Meat is a fantastic food product, but we kill ourselves and the planet in our barbaric pork-and-chicken-binge.

State of the Planet

We are losing biodiversity at a staggering rate, especially since the 1970’s and it is most likely completely unnecessary. In a small and intensely industry-agriculturalized country like The Netherlands, there is not much left. 85% of the “Mean Species Abundance” has been lost.

Mean Species Abundance – Netherlands is the green bottom curve… Source is the government agency for environmental monitoring http://www.pbl.nl

 

 

 

 

 

 

Categories of species that we lose. Some disappear much faster than others… ref IUCN 2015.

 

In our travels in Asia we have seen bountiful forests razed and replaced with corn. Forests that have developed for tens of thousands of years, with amazing diversity. Now there are only small pockets left, like this forest in Khao Yai, Thailand:

Khao Yai national park, Thailand. Here they looked at 1 km2 of the forest and found 1200 species of trees! (In Sweden there are <30.)

 

Solutions

Well, it is not really possible to get any extinct species back. Those who are gone are gone, despite the sci-fi stories of the Jurassic Parc. And the endangered species have very few individuals left, so the genetic robustness is far from ideal. We need to limit the damage and allow species to recover and recombine into new combinations, as has always happened.

Therefore, the first step is to reduce the area of growing annual grains for animal feed and plant trees. We need to recreate habitat. Lebensraum. To achieve this, we need to reduce meat consumption, since that is the dominant areal user.
We can go back to the situation of 2001, when average meat consumption was 15% less, as a starting point. In no time, we can rebuild vast areas of refuge (300 million hectares!). If we go down even further to a more healthy diet, we also have plenty of space for lots of healthy vegetable gardens everywhere!

The second step is to stop using agricultural pesticides. Go organic. Last week an article in Science came out that showed that neonicotinoid insecticides are present in 75% of all honey that was sampled from all over the world. The “precision agriculture” with minimal impact is a myth. The pesticides break down slowly and spread through our waters and kill/weaken wherever they come.

My proposal is that we handle chemical industrial agriculture as an “Asbestos-problem”. We in society made a mistake in the 1960’s and we should solve it together. We need to put some tax money in a pot and help farmers to switch over, and strengthen the legal limits.

Toxic maize seeds, grown in the middle of our village Soest, in the Netherlands. The seeds are coated with “Mesurol” which kills earth worms and other soil life. It also makes birds sick so that they leave the seeds in the fields.

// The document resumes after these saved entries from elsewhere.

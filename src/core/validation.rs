//! Validation for secrets received from the backend.
//!
//! Secrets end up as environment variables of a child process, so their
//! names and values must be representable there.

use crate::error::{Result, SecretError};

/// Validate a secret key name.
///
/// Secret keys must be usable as environment variable names:
/// - Cannot be empty
/// - Cannot contain `=`
/// - Cannot contain NUL
///
/// # Errors
///
/// Returns `SecretError::Malformed` if the key is invalid.
pub fn validate_key(key: &str) -> Result<()> {
    if key.is_empty() {
        return Err(SecretError::Malformed("empty secret key".to_string()).into());
    }

    if let Some(ch) = key.chars().find(|c| *c == '=' || *c == '\0') {
        return Err(SecretError::Malformed(format!(
            "secret key `{}` contains invalid character {:?}",
            key.escape_default(),
            ch
        ))
        .into());
    }

    Ok(())
}

/// Validate a secret value.
///
/// Values may be empty but cannot contain NUL. The error names the key only.
///
/// # Errors
///
/// Returns `SecretError::Malformed` if the value contains NUL.
pub fn validate_value(key: &str, value: &str) -> Result<()> {
    if value.contains('\0') {
        return Err(SecretError::Malformed(format!(
            "value for secret `{}` contains a NUL byte",
            key
        ))
        .into());
    }

    Ok(())
}
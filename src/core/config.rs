//! Configuration.
//!
//! Two layers:
//! - [`Settings`]: optional `.dcs.toml` describing *how* to reach the backend
//!   and which program to run. Falls back to built-in defaults.
//! - [`ConnectionConfig`]: the address, token and path read from the
//!   environment variables named by the settings. Resolved once per run.

use serde::{Deserialize, Serialize};
use std::fmt;
use std::path::{Path, PathBuf};
use std::time::Duration;
use tracing::debug;
use zeroize::{Zeroize, Zeroizing};

use crate::core::backend::Schema;
use crate::core::constants;
use crate::error::{ConfigError, Result};

/// Settings loaded from `.dcs.toml`.
#[derive(Debug, Clone, Default, PartialEq, Eq, Serialize, Deserialize)]
#[serde(default, deny_unknown_fields)]
pub struct Settings {
    /// Secret backend settings
    pub backend: BackendSettings,
    /// Orchestration program settings
    pub compose: ComposeSettings,
}

/// How to talk to the secret backend.
#[derive(Debug, Clone, PartialEq, Eq, Serialize, Deserialize)]
#[serde(default, deny_unknown_fields)]
pub struct BackendSettings {
    /// Response schema, which also selects the endpoint prefix
    pub schema: Schema,
    /// Request timeout in seconds
    pub timeout_secs: u64,
    /// Header carrying the access token
    pub token_header: String,
    /// Names of the environment variables holding the connection parameters
    pub env: EnvNames,
}

/// Names of the environment variables read by [`ConnectionConfig::resolve`].
#[derive(Debug, Clone, PartialEq, Eq, Serialize, Deserialize)]
#[serde(default, deny_unknown_fields)]
pub struct EnvNames {
    pub address: String,
    pub token: String,
    pub path: String,
}

/// Which orchestration program to run.
#[derive(Debug, Clone, PartialEq, Eq, Serialize, Deserialize)]
#[serde(default, deny_unknown_fields)]
pub struct ComposeSettings {
    /// Program name (looked up on PATH) or path
    pub program: String,
}

impl Default for BackendSettings {
    fn default() -> Self {
        Self {
            schema: Schema::default(),
            timeout_secs: constants::DEFAULT_TIMEOUT_SECS,
            token_header: constants::TOKEN_HEADER.to_string(),
            env: EnvNames::default(),
        }
    }
}

impl Default for EnvNames {
    fn default() -> Self {
        Self {
            address: constants::ADDRESS_ENV.to_string(),
            token: constants::TOKEN_ENV.to_string(),
            path: constants::PATH_ENV.to_string(),
        }
    }
}

impl Default for ComposeSettings {
    fn default() -> Self {
        Self {
            program: constants::COMPOSE_PROGRAM.to_string(),
        }
    }
}

impl BackendSettings {
    pub fn timeout(&self) -> Duration {
        Duration::from_secs(self.timeout_secs)
    }
}

impl Settings {
    /// Load settings.
    ///
    /// An explicit `path` must exist. Without one, `.dcs.toml` in the current
    /// directory is used if present, otherwise defaults.
    ///
    /// # Errors
    ///
    /// Returns `ConfigError::Read` or `ConfigError::Parse` if the file cannot
    /// be read or parsed, and `ConfigError::InvalidValue` if it fails
    /// validation.
    pub fn load(path: Option<&Path>) -> Result<Self> {
        let path = match path {
            Some(path) => path.to_path_buf(),
            None => {
                let default = PathBuf::from(constants::CONFIG_FILE);
                if !default.exists() {
                    debug!("no settings file, using defaults");
                    return Ok(Self::default());
                }
                default
            }
        };

        debug!(path = %path.display(), "loading settings");
        let contents = std::fs::read_to_string(&path).map_err(|source| ConfigError::Read {
            path: path.clone(),
            source,
        })?;
        let settings: Self =
            toml::from_str(&contents).map_err(|source| ConfigError::Parse { path, source })?;
        settings.validate()?;

        debug!(
            schema = %settings.backend.schema,
            program = %settings.compose.program,
            "settings loaded"
        );
        Ok(settings)
    }

    /// Parse and validate settings from TOML text not backed by a file.
    pub fn parse(contents: &str) -> Result<Self> {
        let settings: Self = toml::from_str(contents).map_err(|source| ConfigError::Parse {
            path: PathBuf::from("<inline>"),
            source,
        })?;
        settings.validate()?;
        Ok(settings)
    }

    /// Check that no setting is blank and the timeout is non-zero.
    pub fn validate(&self) -> Result<()> {
        let required = [
            ("backend.token_header", &self.backend.token_header),
            ("backend.env.address", &self.backend.env.address),
            ("backend.env.token", &self.backend.env.token),
            ("backend.env.path", &self.backend.env.path),
            ("compose.program", &self.compose.program),
        ];
        for (field, value) in required {
            if value.trim().is_empty() {
                return Err(ConfigError::InvalidValue {
                    field,
                    reason: "must not be empty".to_string(),
                }
                .into());
            }
        }

        if self.backend.timeout_secs == 0 {
            return Err(ConfigError::InvalidValue {
                field: "backend.timeout_secs",
                reason: "must be greater than zero".to_string(),
            }
            .into());
        }

        Ok(())
    }
}

/// Connection parameters for the secret backend.
///
/// All three fields are non-empty once constructed.
#[derive(Clone)]
pub struct ConnectionConfig {
    address: String,
    token: Zeroizing<String>,
    path: String,
}

impl ConnectionConfig {
    /// Resolve connection parameters from the process environment.
    ///
    /// # Errors
    ///
    /// Returns `ConfigError::MissingEnvironment` listing every empty or unset
    /// variable, or `ConfigError::InvalidAddress` if the address is not an
    /// absolute URL.
    pub fn resolve(names: &EnvNames) -> Result<Self> {
        Self::from_lookup(names, |name| std::env::var(name).ok())
    }

    /// Resolve connection parameters through an arbitrary lookup.
    pub fn from_lookup<F>(names: &EnvNames, lookup: F) -> Result<Self>
    where
        F: Fn(&str) -> Option<String>,
    {
        let read = |name: &str| lookup(name).filter(|v| !v.trim().is_empty());

        let address = read(&names.address);
        let token = read(&names.token);
        let path = read(&names.path);

        let missing: Vec<String> = [
            (&names.address, address.is_none()),
            (&names.token, token.is_none()),
            (&names.path, path.is_none()),
        ]
        .into_iter()
        .filter(|(_, missing)| *missing)
        .map(|(name, _)| name.clone())
        .collect();

        match (address, token, path) {
            (Some(address), Some(token), Some(path)) => Self::new(&address, token, &path),
            _ => Err(ConfigError::MissingEnvironment(missing).into()),
        }
    }

    /// Build from explicit values, normalizing the address and path.
    pub fn new(address: &str, token: String, path: &str) -> Result<Self> {
        let address = address.trim().trim_end_matches('/');
        match reqwest::Url::parse(address) {
            Ok(url) if url.has_host() => {}
            Ok(_) => {
                return Err(ConfigError::InvalidAddress {
                    address: address.to_string(),
                    reason: "missing host".to_string(),
                }
                .into())
            }
            Err(err) => {
                return Err(ConfigError::InvalidAddress {
                    address: address.to_string(),
                    reason: err.to_string(),
                }
                .into())
            }
        }

        let path = path.trim().trim_matches('/');
        if path.is_empty() {
            return Err(ConfigError::InvalidValue {
                field: "path",
                reason: "must not be empty".to_string(),
            }
            .into());
        }

        let mut token = token;
        let trimmed = Zeroizing::new(token.trim().to_string());
        token.zeroize();

        Ok(Self {
            address: address.to_string(),
            token: trimmed,
            path: path.to_string(),
        })
    }

    /// Backend address without a trailing slash.
    pub fn address(&self) -> &str {
        &self.address
    }

    pub fn token(&self) -> &str {
        &self.token
    }

    /// Secret path without leading or trailing slashes.
    pub fn path(&self) -> &str {
        &self.path
    }
}

impl fmt::Debug for ConnectionConfig {
    fn fmt(&self, f: &mut fmt::Formatter<'_>) -> fmt::Result {
        f.debug_struct("ConnectionConfig")
            .field("address", &self.address)
            .field("token", &"<redacted>")
            .field("path", &self.path)
            .finish()
    }
}
//! dcs - docker compose with secrets from Vault.

use clap::Parser;
use tracing_subscriber::{fmt, prelude::*, EnvFilter};

use dcs::cli::output;
use dcs::cli::{execute, Cli};
use dcs::core::constants;
use dcs::error::{ConfigError, Error, ExecError};

fn main() {
    let cli = Cli::parse();

    // Initialize tracing subscriber with env-filter support
    let filter = EnvFilter::try_from_env(constants::LOG_ENV).unwrap_or_else(|_| {
        if cli.verbose {
            EnvFilter::new("dcs=debug")
        } else {
            EnvFilter::new("dcs=warn")
        }
    });

    tracing_subscriber::registry()
        .with(filter)
        .with(
            fmt::layer()
                .with_target(false)
                .without_time()
                .with_writer(std::io::stderr),
        )
        .init();

    if let Err(e) = execute(cli) {
        let suggestion = match &e {
            Error::Config(ConfigError::MissingEnvironment(_)) => {
                Some("export the variables above, or rename them in .dcs.toml [backend.env]")
            }
            Error::Exec(ExecError::NotFound(_)) => {
                Some("install docker, or set [compose] program in .dcs.toml")
            }
            _ => None,
        };

        output::error(&e.to_string());
        if let Some(hint) = suggestion {
            output::hint(hint);
        }
        std::process::exit(1);
    }
}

The third stage is to produce healthy food in a circular way. Agriculture in balance with ecology to strengthen the soils – a.k.a. agro-ecology. There are innovative farmers who build rich soils using animals, trees, bushes and grasses. They develop new ways to cycle nutrients, where our participation as eaters is just one step of the nutrient dance.
(We are also a kind of earth worms.)

What can I do?

  • Eat less meat. Buy organic meat. If you can from a farmer you trust.
  • Join a political party and drive policy for a transition to organic farming and creation of wildlife refuges.
  • Support local agro-ecology projects. Find an organic nut grower, or join an agro-ecology interest group.
  • Grow a garden. (Simplest starting micro-garden: Get some compost and get started right away. Put a handful of garlic cloves in the dirt, and you will have plenty of delicious garlic greens to eat as soon as spring comes.)
  • Plant some trees. Try a vegetable tree like the “lettuce tree“!
Xavier San Giorgi, designer and planter of Food Forests. Here we plant hazelnut trees in Houten, Netherlands. Read more on http://foodforestry-development.nl/
Birkenhof Community Supported Agriculture (CSA) vegetable garden in Soest. We are members of this organic garden. Delicious and eco-friendly. Try to find something like this in your neighbourhood.